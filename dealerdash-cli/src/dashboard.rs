//! The `dashboard` command: every report on one screen

use std::time::Duration;

use anyhow::{bail, Context, Result};
use chrono::{Local, NaiveDateTime};
use serde_json::json;
use tracing::{debug, info};

use dealerdash_core::format::format_count;
use dealerdash_core::{daily_trend, share_of_total, DbConfig, HeadlineMetrics, Period, ReportTable};
use dealerdash_db::{SalesQueryService, ServiceCache};

use crate::render::{render_metrics, render_table};
use crate::CONNECTION_FAILED;

/// Row cap for the listing when no period filter is set
pub const LISTING_LIMIT: u32 = 1000;

const TOP_MODELS: usize = 10;
const TOP_DISTRIBUTION: usize = 8;
const TOP_DEALERSHIPS: usize = 10;
const TOP_SALESPEOPLE: usize = 15;

/// One snapshot of every dashboard section
pub struct Dashboard {
    period: Period,
    metrics: Option<HeadlineMetrics>,
    listing: ReportTable,
    by_model: ReportTable,
    distribution: ReportTable,
    by_month: ReportTable,
    by_dealership: ReportTable,
    by_salesperson: ReportTable,
    trend: ReportTable,
}

impl Dashboard {
    pub async fn load(service: &mut SalesQueryService, period: Period, now: NaiveDateTime) -> Self {
        let listing = match period.resolve(now) {
            Some((start, end)) => service.sales_in_period(start, end).await,
            None => service.recent_sales(LISTING_LIMIT).await,
        };
        let metrics = HeadlineMetrics::from_totals(&service.total_sales().await);
        let by_model = service.sales_by_model().await;

        Self {
            period,
            metrics,
            trend: daily_trend(&listing),
            distribution: share_of_total(&by_model.head(TOP_DISTRIBUTION), "quantity"),
            by_model: by_model.head(TOP_MODELS),
            by_month: service.sales_by_month(None).await,
            by_dealership: service.sales_by_dealership().await.head(TOP_DEALERSHIPS),
            by_salesperson: service.sales_by_salesperson().await.head(TOP_SALESPEOPLE),
            listing,
        }
    }

    pub fn to_text(&self) -> String {
        let sales_in_period = format_count(self.listing.len() as i64);
        [
            format!("Dealership sales dashboard ({})\n", self.period),
            render_metrics(self.metrics.as_ref(), Some(&sales_in_period)),
            render_table("Top models", &self.by_model),
            render_table("Model distribution", &self.distribution),
            render_table("Sales by month", &self.by_month),
            render_table("Top dealerships", &self.by_dealership),
            render_table("Top salespeople", &self.by_salesperson),
            render_table("Daily trend", &self.trend),
            render_table("Sales", &self.listing),
        ]
        .join("\n")
    }

    pub fn to_json(&self) -> Result<String> {
        let value = json!({
            "period": self.period.to_string(),
            "metrics": self.metrics,
            "sales_in_period": self.listing.len(),
            "by_model": self.by_model,
            "distribution": self.distribution,
            "by_month": self.by_month,
            "by_dealership": self.by_dealership,
            "by_salesperson": self.by_salesperson,
            "daily_trend": self.trend,
            "sales": self.listing,
        });
        serde_json::to_string_pretty(&value).context("failed to serialize dashboard")
    }
}

pub struct DashboardOptions {
    pub period: Period,
    pub json: bool,
    pub watch: Option<Duration>,
    pub cache_ttl: Duration,
}

/// Render the dashboard once, or every `watch` interval until Ctrl-C.
///
/// Re-renders reuse the cached service until its TTL runs out.
pub async fn run(config: DbConfig, options: DashboardOptions) -> Result<()> {
    let mut cache = ServiceCache::new(config, options.cache_ttl);
    let result = render_loop(&mut cache, &options).await;
    cache.invalidate().await;
    result
}

async fn render_loop(cache: &mut ServiceCache, options: &DashboardOptions) -> Result<()> {
    loop {
        let service = cache.get().await;
        if !service.is_connected() {
            bail!(CONNECTION_FAILED);
        }

        let now = Local::now().naive_local();
        let dashboard = Dashboard::load(service, options.period, now).await;
        if options.json {
            println!("{}", dashboard.to_json()?);
        } else {
            println!("{}", dashboard.to_text());
        }

        let Some(interval) = options.watch else {
            return Ok(());
        };
        debug!(generation = cache.generation(), ?interval, "waiting for next refresh");

        tokio::select! {
            _ = tokio::time::sleep(interval) => {}
            signal = tokio::signal::ctrl_c() => {
                signal.context("failed to listen for Ctrl-C")?;
                info!("stopping dashboard");
                return Ok(());
            }
        }
    }
}

#[cfg(test)]
mod tests {
    use super::*;
    use chrono::NaiveDate;
    use dealerdash_core::columns;

    async fn offline_dashboard(period: Period) -> Dashboard {
        let config = DbConfig {
            host: "127.0.0.1".to_string(),
            port: 1,
            ..DbConfig::default()
        };
        let mut service = SalesQueryService::connect(&config).await;
        let now = NaiveDate::from_ymd_opt(2024, 6, 1)
            .unwrap()
            .and_hms_opt(12, 0, 0)
            .unwrap();
        Dashboard::load(&mut service, period, now).await
    }

    #[tokio::test]
    async fn offline_dashboard_keeps_every_section() {
        let dashboard = offline_dashboard(Period::Last30Days).await;
        assert!(dashboard.listing.has_columns(columns::SALE_LISTING));
        assert!(dashboard.trend.has_columns(columns::DAILY_TREND));
        assert!(dashboard.by_month.has_columns(columns::SALES_BY_MONTH));

        let text = dashboard.to_text();
        assert!(text.starts_with("Dealership sales dashboard (last 30 days)"));
        for title in ["Top models", "Model distribution", "Daily trend", "Sales"] {
            assert!(text.contains(title), "missing section {title}");
        }
    }

    #[tokio::test]
    async fn dashboard_json_lists_sections() {
        let dashboard = offline_dashboard(Period::All).await;
        let json = dashboard.to_json().unwrap();
        let value: serde_json::Value = serde_json::from_str(&json).unwrap();

        assert_eq!(value["period"], "all data");
        assert_eq!(value["sales_in_period"], 0);
        assert!(value["sales"].as_array().unwrap().is_empty());
        assert!(value["by_salesperson"].as_array().unwrap().is_empty());
    }
}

------------------------------------------------------------

Task prompt: Set down the complete listing once more, exactly as it appears.

Task solution:
filename dealerdash-cli/src/dashboard.rs
//! The `dashboard` command: every report on one screen

use std::time::Duration;

use anyhow::{bail, Context, Result};
use chrono::{Local, NaiveDateTime};
use serde_json::json;
use tracing::{debug, info};

use dealerdash_core::format::format_count;
use dealerdash_core::{daily_trend, share_of_total, DbConfig, HeadlineMetrics, Period, ReportTable};
use dealerdash_db::{SalesQueryService, ServiceCache};

use crate::render::{render_metrics, render_table};
use crate::CONNECTION_FAILED;

/// Row cap for the listing when no period filter is set
pub const LISTING_LIMIT: u32 = 1000;

const TOP_MODELS: usize = 10;
const TOP_DISTRIBUTION: usize = 8;
const TOP_DEALERSHIPS: usize = 10;
const TOP_SALESPEOPLE: usize = 15;

/// One snapshot of every dashboard section
pub struct Dashboard {
    period: Period,
    metrics: Option<HeadlineMetrics>,
    listing: ReportTable,
    by_model: ReportTable,
    distribution: ReportTable,
    by_month: ReportTable,
    by_dealership: ReportTable,
    by_salesperson: ReportTable,
    trend: ReportTable,
}

impl Dashboard {
    pub async fn load(service: &mut SalesQueryService, period: Period, now: NaiveDateTime) -> Self {
        let listing = match period.resolve(now) {
            Some((start, end)) => service.sales_in_period(start, end).await,
            None => service.recent_sales(LISTING_LIMIT).await,
        };
        let metrics = HeadlineMetrics::from_totals(&service.total_sales().await);
        let by_model = service.sales_by_model().await;

        Self {
            period,
            metrics,
            trend: daily_trend(&listing),
            distribution: share_of_total(&by_model.head(TOP_DISTRIBUTION), "quantity"),
            by_model: by_model.head(TOP_MODELS),
            by_month: service.sales_by_month(None).await,
            by_dealership: service.sales_by_dealership().await.head(TOP_DEALERSHIPS),
            by_salesperson: service.sales_by_salesperson().await.head(TOP_SALESPEOPLE),
            listing,
        }
    }

    pub fn to_text(&self) -> String {
        let sales_in_period = format_count(self.listing.len() as i64);
        [
            format!("Dealership sales dashboard ({})\n", self.period),
            render_metrics(self.metrics.as_ref(), Some(&sales_in_period)),
            render_table("Top models", &self.by_model),
            render_table("Model distribution", &self.distribution),
            render_table("Sales by month", &self.by_month),
            render_table("Top dealerships", &self.by_dealership),
            render_table("Top salespeople", &self.by_salesperson),
            render_table("Daily trend", &self.trend),
            render_table("Sales", &self.listing),
        ]
        .join("\n")
    }

    pub fn to_json(&self) -> Result<String> {
        let value = json!({
            "period": self.period.to_string(),
            "metrics": self.metrics,
            "sales_in_period": self.listing.len(),
            "by_model": self.by_model,
            "distribution": self.distribution,
            "by_month": self.by_month,
            "by_dealership": self.by_dealership,
            "by_salesperson": self.by_salesperson,
            "daily_trend": self.trend,
            "sales": self.listing,
        });
        serde_json::to_string_pretty(&value).context("failed to serialize dashboard")
    }
}

pub struct DashboardOptions {
    pub period: Period,
    pub json: bool,
    pub watch: Option<Duration>,
    pub cache_ttl: Duration,
}

/// Render the dashboard once, or every `watch` interval until Ctrl-C.
///
/// Re-renders reuse the cached service until its TTL runs out.
pub async fn run(config: DbConfig, options: DashboardOptions) -> Result<()> {
    let mut cache = ServiceCache::new(config, options.cache_ttl);
    let result = render_loop(&mut cache, &options).await;
    cache.invalidate().await;
    result
}

async fn render_loop(cache: &mut ServiceCache, options: &DashboardOptions) -> Result<()> {
    loop {
        let service = cache.get().await;
        if !service.is_connected() {
            bail!(CONNECTION_FAILED);
        }

        let now = Local::now().naive_local();
        let dashboard = Dashboard::load(service, options.period, now).await;
        if options.json {
            println!("{}", dashboard.to_json()?);
        } else {
            println!("{}", dashboard.to_text());
        }

        let Some(interval) = options.watch else {
            return Ok(());
        };
        debug!(generation = cache.generation(), ?interval, "waiting for next refresh");

        tokio::select! {
            _ = tokio::time::sleep(interval) => {}
            signal = tokio::signal::ctrl_c() => {
                signal.context("failed to listen for Ctrl-C")?;
                info!("stopping dashboard");
                return Ok(());
            }
        }
    }
}

#[cfg(test)]
mod tests {
    use super::*;
    use chrono::NaiveDate;
    use dealerdash_core::columns;

    async fn offline_dashboard(period: Period) -> Dashboard {
        let config = DbConfig {
            host: "127.0.0.1".to_string(),
            port: 1,
            ..DbConfig::default()
        };
        let mut service = SalesQueryService::connect(&config).await;
        let now = NaiveDate::from_ymd_opt(2024, 6, 1)
            .unwrap()
            .and_hms_opt(12, 0, 0)
            .unwrap();
        Dashboard::load(&mut service, period, now).await
    }

    #[tokio::test]
    async fn offline_dashboard_keeps_every_section() {
        let dashboard = offline_dashboard(Period::Last30Days).await;
        assert!(dashboard.listing.has_columns(columns::SALE_LISTING));
        assert!(dashboard.trend.has_columns(columns::DAILY_TREND));
        assert!(dashboard.by_month.has_columns(columns::SALES_BY_MONTH));

        let text = dashboard.to_text();
        assert!(text.starts_with("Dealership sales dashboard (last 30 days)"));
        for title in ["Top models", "Model distribution", "Daily trend", "Sales"] {
            assert!(text.contains(title), "missing section {title}");
        }
    }

    #[tokio::test]
    async fn dashboard_json_lists_sections() {
        let dashboard = offline_dashboard(Period::All).await;
        let json = dashboard.to_json().unwrap();
        let value: serde_json::Value = serde_json::from_str(&json).unwrap();

        assert_eq!(value["period"], "all data");
        assert_eq!(value["sales_in_period"], 0);
        assert!(value["sales"].as_array().unwrap().is_empty());
        assert!(value["by_salesperson"].as_array().unwrap().is_empty());
    }
}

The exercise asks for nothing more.